As if by mutual consent, they walked toward the corner of the garage farthest from the street. The old man calmly seated himself in his beloved old leather chair, lit a twisted black cigar, and inhaled deeply. He moved his lips, trying to smile up at Wesley.

Wesley screwed the silencer into the .45 and cocked the piece. He held it dead-level pointed at Pet's forehead.

“Goodbye, Pop. Say hello to Carmine for me.”

“I will, son. Don't stay out too late.”

The slug slammed above the bridge of the old man's nose, precisely at the point where his dark eyebrows just failed to meet. The impact rocked the chair against the wall, and the old man slumped to the floor. Wesley picked him up in his arms. He was carrying the old man's body toward the door to the first floor when he
noticed the deep trench cut into the concrete. He laid the old man on his back in the trench and pressed the still-warm pistol into his hand.

Wesley shoveled the earth back into the trench until it was ten inches from the top. Then he began to mix the new batch of concrete.

It was all finished inside of an hour, the floor now smoothed and drying in the heat of the 3400K spotlights attached to the back beams.

Wesley went over and sat in the old man's chair. He watched the concrete harden, fingering Pet's cutoff shotgun.

T
he kid let himself into the garage the next day, silently and quickly, as he had been taught. For the first time in his memory, the old man wasn't there. He heard the slightest of sounds and whirled in the opposite direction, hitting the floor, his pistol up and ready. He saw nothing.

“Too slow, kid.”

“Wesley?” the kid questioned, as the other man emerged from the shadows, now dressed in the outfit he last wore on the roof.

“Yeah. Put the piece down.”

“Where's Pet?”

“Gone home.”

“Like he wanted to in the …?”

“You knew, huh? Good. Yeah, like that.

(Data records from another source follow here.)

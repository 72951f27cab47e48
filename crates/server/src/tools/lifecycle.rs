//! sw_install and sw_activate tool implementations.

use super::json_result;
use rmcp::{ErrorData as McpError, model::CallToolResult};
use serde::{Deserialize, Serialize};
use sisgate_client::{ServiceWorker, WorkerState};

/// Output from the sw_install tool.
#[derive(Debug, Clone, Serialize, Deserialize)]
pub struct SwInstallOutput {
    pub cache_name: String,
    pub stored: usize,
    pub state: WorkerState,
}

/// Output from the sw_activate tool.
#[derive(Debug, Clone, Serialize, Deserialize)]
pub struct SwActivateOutput {
    pub cache_name: String,
    pub deleted: Vec<String>,
    pub claimed: bool,
    pub state: WorkerState,
}

/// Implementation of the sw_install tool.
pub async fn install_impl(worker: &ServiceWorker) -> Result<CallToolResult, McpError> {
    let report = worker.handle_install().await?;
    json_result(&SwInstallOutput { cache_name: report.cache_name, stored: report.stored, state: worker.state().await })
}

/// Implementation of the sw_activate tool.
pub async fn activate_impl(worker: &ServiceWorker) -> Result<CallToolResult, McpError> {
    let report = worker.handle_activate().await?;
    json_result(&SwActivateOutput {
        cache_name: report.cache_name,
        deleted: report.deleted,
        claimed: report.claimed,
        state: worker.state().await,
    })
}
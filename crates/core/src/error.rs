//! Unified error types for the offline worker.
//!
//! Each variant renders as `CODE: detail` and maps to a stable MCP error code.

use rmcp::model::{ErrorCode, ErrorData as McpError};
use tokio_rusqlite::rusqlite;

/// Unified error types for the offline worker.
#[derive(Debug, thiserror::Error)]
pub enum Error {
    /// Invalid input parameters (e.g., unknown HTTP method).
    #[error("INVALID_INPUT: {0}")]
    InvalidInput(String),

    /// Invalid or unsupported URL.
    #[error("INVALID_URL: {0}")]
    InvalidUrl(String),

    /// The network could not produce a response.
    #[error("NETWORK_ERROR: {0}")]
    Network(String),

    /// Fetch timeout.
    #[error("FETCH_TIMEOUT: {0}")]
    FetchTimeout(String),

    /// Fetch response too large.
    #[error("FETCH_TOO_LARGE: {0}")]
    FetchTooLarge(String),

    /// No cache entry found for the given request or bucket.
    #[error("CACHE_MISS: {0}")]
    CacheMiss(String),

    /// Database operation failed.
    #[error("CACHE_ERROR: {0}")]
    Database(tokio_rusqlite::Error),

    /// Migration failed to apply.
    #[error("CACHE_ERROR: migration failed: {0}")]
    MigrationFailed(String),

    /// Stored entry could not be decoded.
    #[error("CACHE_ERROR: corrupt entry: {0}")]
    CorruptEntry(String),

    /// A precache asset could not be fetched; nothing was stored.
    #[error("PRECACHE_FAILED: {url}: {reason}")]
    Precache { url: String, reason: String },

    /// Lifecycle event arrived in a state that cannot handle it.
    #[error("INVALID_STATE: {0}")]
    InvalidState(String),
}

impl Error {
    /// Whether the error came from the network side rather than the cache.
    pub fn is_network(&self) -> bool {
        matches!(self, Error::Network(_) | Error::FetchTimeout(_) | Error::FetchTooLarge(_))
    }
}

impl From<tokio_rusqlite::Error<Error>> for Error {
    fn from(err: tokio_rusqlite::Error<Error>) -> Self {
        match err {
            tokio_rusqlite::Error::Error(e) => e,
            tokio_rusqlite::Error::ConnectionClosed => Error::Database(tokio_rusqlite::Error::ConnectionClosed),
            tokio_rusqlite::Error::Close(c) => Error::Database(tokio_rusqlite::Error::Close(c)),
            _ => Error::Database(tokio_rusqlite::Error::ConnectionClosed),
        }
    }
}

impl From<tokio_rusqlite::Error<rusqlite::Error>> for Error {
    fn from(err: tokio_rusqlite::Error<rusqlite::Error>) -> Self {
        Error::Database(err)
    }
}

impl From<rusqlite::Error> for Error {
    fn from(err: rusqlite::Error) -> Self {
        Error::Database(tokio_rusqlite::Error::Error(err))
    }
}

impl From<Error> for McpError {
    fn from(err: Error) -> Self {
        let (code, message) = match &err {
            Error::InvalidInput(msg) => (-32602, msg.clone()),
            Error::InvalidUrl(msg) => (-32003, msg.clone()),
            Error::Network(msg) => (-32008, msg.clone()),
            Error::FetchTimeout(msg) => (-32006, msg.clone()),
            Error::FetchTooLarge(msg) => (-32007, msg.clone()),
            Error::CacheMiss(msg) => (-32001, msg.clone()),
            Error::Database(e) => (-32002, e.to_string()),
            Error::MigrationFailed(msg) => (-32002, msg.clone()),
            Error::CorruptEntry(msg) => (-32002, msg.clone()),
            Error::Precache { .. } => (-32013, err.to_string()),
            Error::InvalidState(msg) => (-32014, msg.clone()),
        };

        McpError { code: ErrorCode(code), message: message.into(), data: None }
    }
}
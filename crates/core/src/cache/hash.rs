//! Cache entry key generation.

use sha2::{Digest, Sha256};

/// Compute the entry key for a request within a bucket.
pub fn compute_cache_key(method: &str, url: &str) -> String {
    let mut hasher = Sha256::new();
    hasher.update(method.to_ascii_uppercase().as_bytes());
    hasher.update(b"\n");
    hasher.update(url.as_bytes());
    hex::encode(hasher.finalize())
}
#![no_std]
use soroban_sdk::{contract, contractimpl, contracttype, Address, Env, String};
use stellar_tokens::fungible::burnable::emit_burn;
use stellar_tokens::fungible::Base as TokenBase;

const TTL_THRESHOLD: u32 = 100_000;
const TTL_EXTEND_TO: u32 = 200_000;

#[contracttype]
pub enum DataKey {
    Admin,
    Minter, // Address allowed to call mint_to (the engine)
}

/// MyUSD stablecoin ledger. Supply is created only by the configured minter
/// and destroyed either by the holder or by an approved spender.
#[contract]
pub struct MyUsdToken;

#[contractimpl]
impl MyUsdToken {
    pub fn initialize(env: Env, admin: Address, name: String, symbol: String, decimals: u32) {
        if env
            .storage()
            .persistent()
            .get::<_, Address>(&DataKey::Admin)
            .is_some()
        {
            panic!("already initialized");
        }
        admin.require_auth();
        TokenBase::set_metadata(&env, decimals, name, symbol);
        env.storage().persistent().set(&DataKey::Admin, &admin);
        bump_ttl(&env);
    }

    /// Admin: hand minting rights to `minter`.
    pub fn set_minter(env: Env, minter: Address) {
        require_admin(&env);
        env.storage().persistent().set(&DataKey::Minter, &minter);
        bump_ttl(&env);
    }

    pub fn set_admin(env: Env, new_admin: Address) {
        require_admin(&env);
        env.storage().persistent().set(&DataKey::Admin, &new_admin);
    }

    pub fn get_admin(env: Env) -> Address {
        bump_ttl(&env);
        env.storage()
            .persistent()
            .get(&DataKey::Admin)
            .expect("no admin")
    }

    pub fn get_minter(env: Env) -> Option<Address> {
        bump_ttl(&env);
        env.storage().persistent().get(&DataKey::Minter)
    }

    pub fn name(env: Env) -> String {
        TokenBase::name(&env)
    }

    pub fn symbol(env: Env) -> String {
        TokenBase::symbol(&env)
    }

    pub fn decimals(env: Env) -> u32 {
        TokenBase::decimals(&env)
    }

    pub fn total_supply(env: Env) -> i128 {
        TokenBase::total_supply(&env)
    }

    pub fn balance(env: Env, id: Address) -> i128 {
        TokenBase::balance(&env, &id)
    }

    pub fn allowance(env: Env, owner: Address, spender: Address) -> i128 {
        TokenBase::allowance(&env, &owner, &spender)
    }

    pub fn approve(
        env: Env,
        owner: Address,
        spender: Address,
        amount: i128,
        live_until_ledger: u32,
    ) {
        if amount < 0 {
            panic!("bad amount");
        }
        TokenBase::approve(&env, &owner, &spender, amount, live_until_ledger);
    }

    pub fn transfer(env: Env, from: Address, to: Address, amount: i128) {
        if amount <= 0 {
            panic!("bad amount");
        }
        TokenBase::transfer(&env, &from, &to, amount);
    }

    pub fn transfer_from(env: Env, spender: Address, from: Address, to: Address, amount: i128) {
        if amount <= 0 {
            panic!("bad amount");
        }
        TokenBase::transfer_from(&env, &spender, &from, &to, amount);
    }

    /// Minter only: create `amount` MyUSD for `to`.
    pub fn mint_to(env: Env, to: Address, amount: i128) {
        let minter: Address = env
            .storage()
            .persistent()
            .get(&DataKey::Minter)
            .expect("minter not set");
        minter.require_auth();
        if amount <= 0 {
            panic!("bad amount");
        }
        bump_ttl(&env);
        TokenBase::mint(&env, &to, amount);
    }

    pub fn burn(env: Env, from: Address, amount: i128) {
        from.require_auth();
        if amount <= 0 {
            panic!("bad amount");
        }
        let current = TokenBase::balance(&env, &from);
        if current < amount {
            panic!("insufficient balance");
        }
        TokenBase::update(&env, Some(&from), None, amount);
        emit_burn(&env, &from, amount);
    }

    /// Burn `amount` from `from` using the allowance granted to `spender`.
    pub fn burn_from(env: Env, spender: Address, from: Address, amount: i128) {
        if amount <= 0 {
            panic!("bad amount");
        }
        if TokenBase::balance(&env, &from) < amount {
            panic!("insufficient balance");
        }
        if TokenBase::allowance(&env, &from, &spender) < amount {
            panic!("insufficient allowance");
        }
        TokenBase::burn_from(&env, &spender, &from, amount);
    }
}

fn require_admin(env: &Env) -> Address {
    let admin: Address = env
        .storage()
        .persistent()
        .get(&DataKey::Admin)
        .expect("no admin");
    admin.require_auth();
    admin
}

fn bump_ttl(env: &Env) {
    let persistent = env.storage().persistent();
    if persistent.has(&DataKey::Admin) {
        persistent.extend_ttl(&DataKey::Admin, TTL_THRESHOLD, TTL_EXTEND_TO);
    }
    if persistent.has(&DataKey::Minter) {
        persistent.extend_ttl(&DataKey::Minter, TTL_THRESHOLD, TTL_EXTEND_TO);
    }
}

Now it's just me.”

“And me, right?”

“If you want.”

“What else could I …?”

“It's different now, kid. We got all of them, but there's still something else to work on. You know what?”

“I figure I'll learn that from you.”

“Where's your father?”

“My father's been dead for twenty years. At least that's what they said.”

“Your mother?”

“She went after him.”

“Who raised you?”

“The State.”

“Okay. From now on, you live here. You handle the cars. Pet taught you, right?”